When the fields are bare and hard with frost and the woods are free of nettles and light is clear through open treetops, it is the best time for hiking. A couple of weeks ago at Valley Forge Park I walked through the first snow of the season, feeling small in a white and black landscape. The wind and cold and the wide spaces whittled down my worries and questions about my changing life.

My sister asked later if there were ghosts, and at first I answered that our father always hikes with me. Then I realized she meant the freezing and dying soldiers of the American Revolution. So many wasted lives in wars, such an inefficient way to solve problems. Yet if they had not fought we wouldn't be here today. These ghosts were mostly trying to survive; I suspect that ideals aren't much comfort in the face of pain and death. It's hard to imagine the fear and chaos that was in this well kept park where people come to run and exercise their dogs.

I like to leave the paths and strike out over the fields. Our father hated trails and hated returning by the same way he had come. We followed him at our peril, ready for branches and thorns to snap back at us, taking pride in keeping pace with him. His most perilous hikes-"swamp hopping" with his teacher buddies-we never got to share. He did his duty his whole life, supporting the family; he needed the times of danger and adventure.

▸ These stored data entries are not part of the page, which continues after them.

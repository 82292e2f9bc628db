//! Service layer: business logic orchestration.
//!
//! [`AutopayService`] owns the user-facing wallet and monitor
//! operations; [`SettlementEngine`] reacts to catalog price changes.
//! Both emit events through the [`super::domain::EventBus`].

pub mod autopay_service;
pub mod settlement;

pub use autopay_service::AutopayService;
pub use settlement::{PriceChangeOutcome, SettlementEngine, SettlementOutcome};
//! Wallet and order DTOs.

use serde::{Deserialize, Serialize};
use utoipa::ToSchema;

use crate::domain::{Money, Order, UserId, Wallet};

/// Request body for `POST /wallets/{user_id}/deposit`.
#[derive(Debug, Deserialize, ToSchema)]
pub struct DepositRequest {
    /// Amount to credit in minor units (must be positive).
    pub amount: Money,
}

/// Balance view for `GET /wallets/{user_id}` and deposit responses.
#[derive(Debug, Serialize, ToSchema)]
pub struct WalletResponse {
    /// Wallet owner.
    pub user_id: UserId,
    /// Spendable balance in minor units.
    pub wallet_balance: Money,
    /// Balance reserved by active monitors in minor units.
    pub frozen_balance: Money,
    /// Sum of spendable and reserved balances.
    pub total: Money,
}

impl WalletResponse {
    /// Builds the balance view from a wallet snapshot.
    #[must_use]
    pub fn new(user_id: UserId, wallet: Wallet) -> Self {
        Self {
            user_id,
            wallet_balance: wallet.available,
            frozen_balance: wallet.frozen,
            total: wallet.total(),
        }
    }
}

/// List response for `GET /orders`.
#[derive(Debug, Serialize, ToSchema)]
pub struct OrderListResponse {
    /// Orders, newest first.
    pub data: Vec<Order>,
    /// Number of orders returned.
    pub total: usize,
}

My friend Mary and I did a young girls' version of those hikes, in the woods on her family's farm. In summer the nettles were six feet high, but in winter and fall the woods were ours, creek and fallen trees and swampy cornfields. We couldn't really get lost-you'd come upon a road or neighboring field eventually- but it felt large to us, and we were on our own, dealing with obstacles, getting scratched and happily filthy. It has stood us well to know what we can overcome.

When Dad was finally free of responsibilities, he didn't get much time before the Parkinson's diagnosis.Still and sadly, he always had the urge to move. I appreciate every chance I have to stride out somewhere in the kind of rough terrain that doesn't allow me to think tangled thoughts. I have to pay attention to each footstep, feel the roots and the earth.